[Dataset excerpts]
>>>>
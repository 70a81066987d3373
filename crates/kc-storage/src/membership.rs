//! Bulk maintenance of user association rows.

use async_trait::async_trait;
use uuid::Uuid;

use crate::error::StorageResult;

/// Bulk statements over `user_role_mappings` and `user_group_memberships`.
///
/// These statements are not realm scoped: ids are globally unique.
#[async_trait]
pub trait MembershipStore: Send {
    /// Re-points every role mapping from `old_role_id` to `new_role_id`.
    ///
    /// Rows whose user already holds `new_role_id` are left on the old id.
    /// Returns the number of rows re-pointed.
    async fn repoint_role_mappings(
        &mut self,
        old_role_id: Uuid,
        new_role_id: Uuid,
    ) -> StorageResult<u64>;

    /// Re-points every group membership from `old_group_id` to
    /// `new_group_id`, with the same conflict rule as role mappings.
    async fn repoint_group_memberships(
        &mut self,
        old_group_id: Uuid,
        new_group_id: Uuid,
    ) -> StorageResult<u64>;

    /// Deletes role mappings whose role no longer exists.
    async fn delete_orphan_role_mappings(&mut self) -> StorageResult<u64>;

    /// Deletes group memberships whose group no longer exists.
    async fn delete_orphan_group_memberships(&mut self) -> StorageResult<u64>;
}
<<<<
__TASK REQUIREMENTS__.
Scan the records above and show every line in which the word "Bulk" occurs.

__ANSWER FOR THIS EXERCISE__.
//! Bulk maintenance of user association rows.
/// Bulk statements over `user_role_mappings` and `user_group_memberships`.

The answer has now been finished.